The European Commission has strongly criticised food importers for not being vigilant enough following revelations that illegal GM (genetically modified) rice from China had been allowed into the bloc.
"The presence of traces of unauthorised GMOs in food in the EU is illegal and it is the responsibility of operators to ensure that they do not place on the market food which does not comply with EU law," a commission spokesperson said on Tuesday (5 September).
The commission was reacting to reports by environmental groups that illegal genetically engineered rice from China had got into food products in France, Germany and the UK.
Greenpeace and Friends of the Earth tested samples of rice products and found five positive samples where illegal GM traces were found.
"These findings are shocking and should trigger high-level responses," said Jeremy Tager from Greenpeace international.
The green groups noted that the findings could be the "tip of the iceberg" as rice products are "included in everything from baby food to yoghurt."
Speaking about the findings, the commission said "Operators are clearly not doing enough."
"The commission has written on Friday to operators...[to say] that we expect any rice product with illegal content to be kept off the market."
The commission is also going to write to the Chinese authorities to ask for further information about the case, said the spokesperson.

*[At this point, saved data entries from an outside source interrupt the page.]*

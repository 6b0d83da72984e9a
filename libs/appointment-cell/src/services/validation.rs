// libs/appointment-cell/src/services/validation.rs
//
// Explicit pre-persist validators. Every write path calls these
// synchronously before touching the store, so each rule is independently
// unit-testable.
use triage_cell::models::{UrgencyLevel, MAX_SYMPTOM_TEXT_CHARS};

use crate::models::{Appointment, AppointmentError};

pub const MIN_URGENCY_SCORE: f64 = 0.0;
pub const MAX_URGENCY_SCORE: f64 = 10.0;
pub const MIN_FEEDBACK_RATING: i32 = 1;
pub const MAX_FEEDBACK_RATING: i32 = 5;

/// Urgency gating: a non-Routine urgency is legal only on records whose
/// triage fields came from the symptom checker.
pub fn validate_urgency_gate(
    urgency_level: UrgencyLevel,
    from_symptom_checker: bool,
) -> Result<(), AppointmentError> {
    if !urgency_level.is_routine() && !from_symptom_checker {
        return Err(AppointmentError::ValidationError(
            "Non-routine urgency requires a symptom checker assessment".to_string(),
        ));
    }
    Ok(())
}

pub fn validate_urgency_score(score: f64) -> Result<(), AppointmentError> {
    if !(MIN_URGENCY_SCORE..=MAX_URGENCY_SCORE).contains(&score) {
        return Err(AppointmentError::ValidationError(format!(
            "Urgency score must be between {} and {}",
            MIN_URGENCY_SCORE, MAX_URGENCY_SCORE
        )));
    }
    Ok(())
}

pub fn validate_symptoms(symptoms: &str) -> Result<(), AppointmentError> {
    if symptoms.trim().is_empty() {
        return Err(AppointmentError::ValidationError(
            "Symptoms are required".to_string(),
        ));
    }
    if symptoms.chars().count() > MAX_SYMPTOM_TEXT_CHARS {
        return Err(AppointmentError::ValidationError(format!(
            "Symptom description must be at most {} characters",
            MAX_SYMPTOM_TEXT_CHARS
        )));
    }
    Ok(())
}

pub fn validate_feedback_rating(rating: i32) -> Result<(), AppointmentError> {
    if !(MIN_FEEDBACK_RATING..=MAX_FEEDBACK_RATING).contains(&rating) {
        return Err(AppointmentError::ValidationError(format!(
            "Rating must be between {} and {}",
            MIN_FEEDBACK_RATING, MAX_FEEDBACK_RATING
        )));
    }
    Ok(())
}

/// Creation-time coercion: client-supplied urgency values are only honored
/// when the submission came through the symptom checker. Everything else
/// lands as Routine/0, whatever the client sent.
pub fn coerce_client_urgency(
    urgency_level: Option<UrgencyLevel>,
    urgency_score: Option<f64>,
    from_symptom_checker: bool,
) -> (UrgencyLevel, f64) {
    if from_symptom_checker {
        (urgency_level.unwrap_or_default(), urgency_score.unwrap_or(0.0))
    } else {
        (UrgencyLevel::Routine, 0.0)
    }
}

/// Field-level invariants checked before every persist, create or update.
pub fn validate_appointment(appointment: &Appointment) -> Result<(), AppointmentError> {
    validate_symptoms(&appointment.symptoms)?;
    validate_urgency_score(appointment.urgency_score)?;
    validate_urgency_gate(appointment.urgency_level, appointment.from_symptom_checker)?;
    Ok(())
}
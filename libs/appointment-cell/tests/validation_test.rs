use assert_matches::assert_matches;
use chrono::{NaiveDate, NaiveTime, Utc};
use uuid::Uuid;

use appointment_cell::models::{Appointment, AppointmentError, AppointmentStatus, MeetingType};
use appointment_cell::services::validation::{
    coerce_client_urgency, validate_appointment, validate_feedback_rating, validate_symptoms,
    validate_urgency_gate, validate_urgency_score,
};
use triage_cell::models::{UrgencyLevel, MAX_SYMPTOM_TEXT_CHARS};

fn routine_appointment() -> Appointment {
    let now = Utc::now();
    Appointment {
        id: Uuid::new_v4(),
        doctor_medical_id: "DOC001".to_string(),
        patient_medical_id: "PAT001".to_string(),
        doctor_name: "Dr. Test".to_string(),
        patient_name: "Test Patient".to_string(),
        doctor_email: None,
        patient_email: None,
        preferred_date: NaiveDate::from_ymd_opt(2026, 9, 1).unwrap(),
        preferred_time: NaiveTime::from_hms_opt(9, 0, 0).unwrap(),
        scheduled_date: None,
        scheduled_time: None,
        meeting_type: MeetingType::Offline,
        video_call_link: None,
        symptoms: "itchy rash on both arms".to_string(),
        urgency_level: UrgencyLevel::Routine,
        urgency_score: 0.0,
        from_symptom_checker: false,
        messages: Vec::new(),
        doctor_response: None,
        status: AppointmentStatus::Pending,
        cancelled_by: None,
        created_at: now,
        updated_at: now,
    }
}

// ==============================================================================
// URGENCY GATE
// ==============================================================================

#[test]
fn test_gate_blocks_unprovenance_urgency() {
    for level in [
        UrgencyLevel::NonUrgent,
        UrgencyLevel::SameDay,
        UrgencyLevel::Urgent,
        UrgencyLevel::Emergency,
    ] {
        assert_matches!(
            validate_urgency_gate(level, false),
            Err(AppointmentError::ValidationError(_))
        );
    }
}

#[test]
fn test_gate_allows_routine_without_provenance() {
    assert!(validate_urgency_gate(UrgencyLevel::Routine, false).is_ok());
}

#[test]
fn test_gate_allows_any_level_with_provenance() {
    for level in [
        UrgencyLevel::Routine,
        UrgencyLevel::NonUrgent,
        UrgencyLevel::SameDay,
        UrgencyLevel::Urgent,
        UrgencyLevel::Emergency,
    ] {
        assert!(validate_urgency_gate(level, true).is_ok());
    }
}

// ==============================================================================
// CREATION COERCION
// ==============================================================================

#[test]
fn test_coercion_ignores_client_urgency_without_provenance() {
    let (level, score) =
        coerce_client_urgency(Some(UrgencyLevel::Emergency), Some(9.5), false);
    assert_eq!(level, UrgencyLevel::Routine);
    assert_eq!(score, 0.0);
}

#[test]
fn test_coercion_passes_through_symptom_checker_values() {
    let (level, score) = coerce_client_urgency(Some(UrgencyLevel::SameDay), Some(5.0), true);
    assert_eq!(level, UrgencyLevel::SameDay);
    assert_eq!(score, 5.0);
}

#[test]
fn test_coercion_defaults_missing_values() {
    let (level, score) = coerce_client_urgency(None, None, true);
    assert_eq!(level, UrgencyLevel::Routine);
    assert_eq!(score, 0.0);
}

// ==============================================================================
// FIELD RANGES
// ==============================================================================

#[test]
fn test_urgency_score_bounds() {
    assert!(validate_urgency_score(0.0).is_ok());
    assert!(validate_urgency_score(10.0).is_ok());
    assert_matches!(
        validate_urgency_score(10.5),
        Err(AppointmentError::ValidationError(_))
    );
    assert_matches!(
        validate_urgency_score(-0.1),
        Err(AppointmentError::ValidationError(_))
    );
}

#[test]
fn test_symptoms_must_be_present_and_bounded() {
    assert!(validate_symptoms("persistent cough").is_ok());
    assert_matches!(
        validate_symptoms("   "),
        Err(AppointmentError::ValidationError(_))
    );
    assert_matches!(
        validate_symptoms(&"a".repeat(MAX_SYMPTOM_TEXT_CHARS + 1)),
        Err(AppointmentError::ValidationError(_))
    );
}

#[test]
fn test_feedback_rating_bounds() {
    for rating in 1..=5 {
        assert!(validate_feedback_rating(rating).is_ok());
    }
    assert_matches!(
        validate_feedback_rating(0),
        Err(AppointmentError::ValidationError(_))
    );
    assert_matches!(
        validate_feedback_rating(6),
        Err(AppointmentError::ValidationError(_))
    );
}

// ==============================================================================
// COMPOSITE PRE-PERSIST CHECK
// ==============================================================================

#[test]
fn test_validate_appointment_accepts_routine_record() {
    assert!(validate_appointment(&routine_appointment()).is_ok());
}

#[test]
fn test_validate_appointment_rejects_gate_violation_on_update() {
    // Update-time enforcement: a record whose urgency was bumped without
    // symptom checker provenance must fail before persisting.
    let mut appointment = routine_appointment();
    appointment.urgency_level = UrgencyLevel::Urgent;
    appointment.urgency_score = 8.0;

    assert_matches!(
        validate_appointment(&appointment),
        Err(AppointmentError::ValidationError(_))
    );
}

#[test]
fn test_validate_appointment_accepts_symptom_checker_urgency() {
    let mut appointment = routine_appointment();
    appointment.urgency_level = UrgencyLevel::SameDay;
    appointment.urgency_score = 5.0;
    appointment.from_symptom_checker = true;

    assert!(validate_appointment(&appointment).is_ok());
}

#[test]
fn test_validate_appointment_rejects_out_of_range_score() {
    let mut appointment = routine_appointment();
    appointment.from_symptom_checker = true;
    appointment.urgency_level = UrgencyLevel::Urgent;
    appointment.urgency_score = 11.0;

    assert_matches!(
        validate_appointment(&appointment),
        Err(AppointmentError::ValidationError(_))
    );
}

Friends of the Earth called for an immediate ban on Chinese rice imports.
"The European Commission must react quickly and ban imports from China until consumers can be guaranteed that foods containing rice are safe from contamination," said spokesman Adrian Bebb.
"Chinese foods already in shops should also be immediately tested and products recalled if necessary."
This is the second time illegal GM products have entered the EU in less than a month - although no GM rice products have been approved for sale in Europe.
In August, US long-grain rice containing the unauthorised genetically modified strain LL Rice 601 also found its way into the bloc.
The commission responded by imposing tough restrictions under which all long-grain rice from the US must be tested for this strain before being allowed into the EU - the measures are to stay in place for six months.
EU member state authorities are responsible for controlling imports at their borders and should also carry out controls on products already on the market.
The commission on Tuesday asked them to do more at their borders and make reports to an expert EU committee on 11 September.